Despite this evolution, there is no native way to sort or filter arrays without type coercion. The ''sort()'' family defaults to ''SORT_REGULAR'' (loose equality), while ''array_unique()'' defaults to ''SORT_STRING'' (string casting), neither of which distinguishes between values of different types. This creates a friction point where modern application logic is strict, but utility functions remain loose. Currently, developers wishing to filter unique values strictly or sort mixed-type arrays deterministically must implement userspace closures using ''usort'' or specific loops. This is verbose, slower than internal C implementations, and prone to error.
===== Proposal =====
Add a new constant ''SORT_STRICT'' that can be passed to the following functions:
* **Value Sorting**: ''sort()'', ''rsort()''
* **Associative Value Sorting**: ''asort()'', ''arsort()''
* **Key Sorting**: ''ksort()'', ''krsort()''
* **Multi-Array Sorting**: ''array_multisort()''
* **Uniqueness**: ''array_unique()''
==== Comparison Logic: The "Strict Total Order" ====
''SORT_STRICT'' implements a two-step comparison:
=== Step 1: Compare Types ===
Values are first compared by their type according to this hierarchy:
NULL < Bool < Int < Float < String < Array < Object < Resource
This ordering progresses from simple to complex types, aligning with PHP's internal type representation.

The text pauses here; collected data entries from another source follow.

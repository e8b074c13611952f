//! # Example: retry_with_backoff
//!
//! Demonstrates how the consumer retries a failing payload according to
//! [`RetryPolicy`] and [`BackoffPolicy`], and what happens once the budget is
//! spent.
//!
//! Payload `flaky` fails twice and then succeeds. Payload `doomed` always
//! fails and ends up in the dead-letter sink.
//!
//! ## Flow
//! ```text
//! RetryExecutor
//!   ├─► flaky: attempt 1 → Err, sleep 100ms
//!   │          attempt 2 → Err, sleep ≈200ms
//!   │          attempt 3 → Ok
//!   └─► doomed: attempt 1..4 → Err
//!               └─► dead letter + ErrorStream report
//! ```
//!
//! ## Run
//! ```bash
//! cargo run --example retry_with_backoff
//! ```

use std::sync::atomic::{AtomicU32, Ordering};
use std::time::Duration;

use backchannel::{
    Backchannel, BackoffPolicy, Config, JitterPolicy, Payload, ProcessError, ProcessorFn,
    RetryPolicy,
};
use tokio_util::sync::CancellationToken;

static FLAKY_ATTEMPTS: AtomicU32 = AtomicU32::new(0);

#[tokio::main(flavor = "current_thread")]
async fn main() -> Result<(), Box<dyn std::error::Error>> {
    let bc = Backchannel::new(Config::default());
    let mut dead = bc.dead_letters().await.ok_or("dead letters already taken")?;

    let processor = ProcessorFn::arc("flaky-writer", |payload: Payload| async move {
        let name = String::from_utf8_lossy(payload.as_bytes()).to_string();
        match name.as_str() {
            "flaky" => {
                let attempt = FLAKY_ATTEMPTS.fetch_add(1, Ordering::Relaxed) + 1;
                if attempt <= 2 {
                    println!("[flaky] attempt {attempt} failed");
                    Err(ProcessError::retryable(format!("boom #{attempt}")))
                } else {
                    println!("[flaky] attempt {attempt} succeeded");
                    Ok(())
                }
            }
            _ => {
                println!("[{name}] failed");
                Err(ProcessError::retryable("database unavailable"))
            }
        }
    });

    let policy = RetryPolicy {
        max_attempts: 4,
        backoff: BackoffPolicy {
            first: Duration::from_millis(100),
            max: Duration::from_secs(1),
            factor: 2.0,
            jitter: JitterPolicy::Equal,
        },
        ..RetryPolicy::default()
    };
    let consumer = bc.start_consumer(processor, policy).await?;

    let never = CancellationToken::new();
    let _ = bc.enqueue("flaky".into(), &never).await;
    let _ = bc.enqueue("doomed".into(), &never).await;
    bc.shutdown().await;

    let (mut errors, join) = consumer.into_parts();
    join.await?;

    while let Some(report) = errors.recv().await {
        println!("[main] exhausted: {report}");
    }
    while let Some(payload) = dead.recv().await {
        println!("[main] dead letter: {payload:?}");
    }
    println!("[main] totals: {:?}", bc.counters().snapshot());
    Ok(())
}
//! # Example: audit_pipeline
//!
//! A CRUD handler's side-channel end to end: each mutation enqueues an audit
//! record and publishes a realtime event; the consumer writes audit rows into
//! an in-memory table whose "database" fails now and then.
//!
//! ## Flow
//! ```text
//! handler(create/update/delete)
//!   ├─► enqueue_audit(record) ──► WorkQueue ──► RetryExecutor ──► AuditTable::insert
//!   │                                                 └─ transient error → backoff, retry
//!   └─► publish("transmutation.*", dto) ──► Broker ──► subscribers
//! ```
//!
//! ## Run
//! ```bash
//! JOB_BACKOFF_MS=50 cargo run --example audit_pipeline
//! ```

use std::sync::atomic::{AtomicU32, Ordering};
use std::sync::{Arc, Mutex};

use backchannel::{
    AuditAction, AuditRecord, Backchannel, Config, Payload, ProcessError, ProcessorFn,
};
use serde_json::json;
use tokio_util::sync::CancellationToken;

/// Stand-in for the audits table.
#[derive(Default)]
struct AuditTable {
    rows: Mutex<Vec<AuditRecord>>,
    writes: AtomicU32,
}

impl AuditTable {
    fn insert(&self, record: AuditRecord) -> Result<(), ProcessError> {
        // Every third write hits a transient "connection reset".
        if self.writes.fetch_add(1, Ordering::Relaxed) % 3 == 2 {
            return Err(ProcessError::retryable("connection reset by peer"));
        }
        println!(
            "[db] audit {} {}#{}",
            record.action.as_str(),
            record.entity,
            record.entity_id
        );
        self.rows
            .lock()
            .map_err(|_| ProcessError::permanent("audit table poisoned"))?
            .push(record);
        Ok(())
    }
}

#[tokio::main(flavor = "current_thread")]
async fn main() -> Result<(), Box<dyn std::error::Error>> {
    let cfg = Config::from_env()?;
    let bc = Backchannel::new(cfg);
    let mut screen = bc.broker().subscribe().await;

    let table = Arc::new(AuditTable::default());
    let t = Arc::clone(&table);
    let processor = ProcessorFn::arc("audit-writer", move |payload: Payload| {
        let t = Arc::clone(&t);
        async move { t.insert(AuditRecord::from_payload(&payload)?) }
    });
    let consumer = bc.start_default_consumer(processor).await?;

    // What the HTTP handlers would do per request.
    let request = CancellationToken::new();
    for (action, id, kind) in [
        (AuditAction::Create, 1, "transmutation.created"),
        (AuditAction::Update, 1, "transmutation.updated"),
        (AuditAction::Create, 2, "transmutation.created"),
        (AuditAction::Delete, 1, "transmutation.deleted"),
    ] {
        let record = AuditRecord::new(action, "transmutations", id)
            .with_meta(json!({ "path": format!("/transmutations/{id}") }));
        let _ = bc.enqueue_audit(&record, &request).await?;
        bc.publish(kind, json!({ "id": id })).await;
    }
    let _ = bc.enqueue_audit(&AuditRecord::daily_check(), &request).await?;

    while let Some(ev) = screen.try_recv() {
        println!("[screen] {} {}", ev.kind, ev.data);
    }

    bc.shutdown().await;
    let (mut errors, join) = consumer.into_parts();
    join.await?;
    while let Some(report) = errors.recv().await {
        println!("[main] gave up: {report}");
    }

    let rows = table.rows.lock().map(|r| r.len()).unwrap_or(0);
    println!("[main] {rows} audit rows written");
    Ok(())
}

If types differ, the comparison is decided here. No type coercion occurs.
=== Step 2: Compare Values ===
If types are identical, standard PHP comparison semantics apply:
^ Type ^ Comparison Method ^
| NULL | Always equal |
| Bool | ''false < true'' |
| Int | Numeric comparison |
| Float | Numeric comparison |
| String | Binary comparison (''strcmp'') |
| Array | Standard array comparison, with ''SORT_STRICT'' applied recursively to elements |
| Object | Standard object comparison, with ''SORT_STRICT'' applied recursively to properties of same-class objects (enums are compared by identity) |
| Resource | Resource ID comparison |
==== Differences from SORT_REGULAR ====
''SORT_STRICT'' applies no type coercion at any level:
- Different types are ordered by type, never compared by value.
- Same-type values are compared directly, without coercion (e.g., strings lexicographically, not numerically).
The following table illustrates common scenarios where ''SORT_STRICT'' provides deterministic results versus ''SORT_REGULAR'':
^ Input Array ^ SORT_REGULAR Result ^ SORT_STRICT Result ^ Reason ^
| ''[1, "1"]'' | Equal (treats as duplicates) | Distinct (Int vs String) | Different types are not equal |
| ''["10", "2"]'' | ''["2", "10"]'' (Numeric) | ''["10", "2"]'' (Lexicographic) | Strings are not cast to ints |
| ''["1e3", "1000"]'' | Equal (treats as duplicates) | ''["1000", "1e3"]'' (Lexicographic) | No numeric string coercion |
| ''[null, false]'' | Equal (treats as duplicates) | Distinct (Null vs Bool) | Different types are not equal |
==== Examples ====
=== array_unique(): Preserving Type-Distinct Values ===
Prevent data loss when filtering arrays containing distinct values that loose comparison treats as duplicates:
$values = [0, "0", null, false, ""];
var_dump(array_unique($values, SORT_REGULAR));
// 3 values lost to type coercion
// array(2) {
// [0]=> int(0)
// [4]=> string(0) ""
// }
var_dump(array_unique($values, SORT_STRICT));
// All 5 values preserved
// array(5) {
// [0]=> int(0)
// [1]=> string(1) "0"
// [2]=> NULL
// [3]=> bool(false)
// [4]=> string(0) ""
// }
=== sort(): Type-Aware Ordering ===
Sort mixed-type arrays with deterministic, type-based ordering:
$values = ["1", true, 1, null, 1.0];
sort($values, SORT_STRICT);
var_dump($values);
// Sorted by type hierarchy: NULL < Bool < Int < Float < String
// array(5) {
// [0]=> NULL
// [1]=> bool(true)
// [2]=> int(1)
// [3]=> float(1.0)
// [4]=> string(1) "1"
// }
=== sort(): Order-Independent Value Matching ===
Compare arrays for identical values regardless of order:
$expected = [1, "1", true];
$actual = [true, 1, "1"];
sort($expected, SORT_REGULAR);
sort($actual, SORT_REGULAR);
var_dump($expected === $actual);
// bool(false) - result depends on input order
sort($expected, SORT_STRICT);
sort($actual, SORT_STRICT);
var_dump($expected === $actual);
// bool(true) - consistent type-based ordering
===== Backward Incompatible Changes =====
None. This RFC adds a new constant and does not modify existing behavior.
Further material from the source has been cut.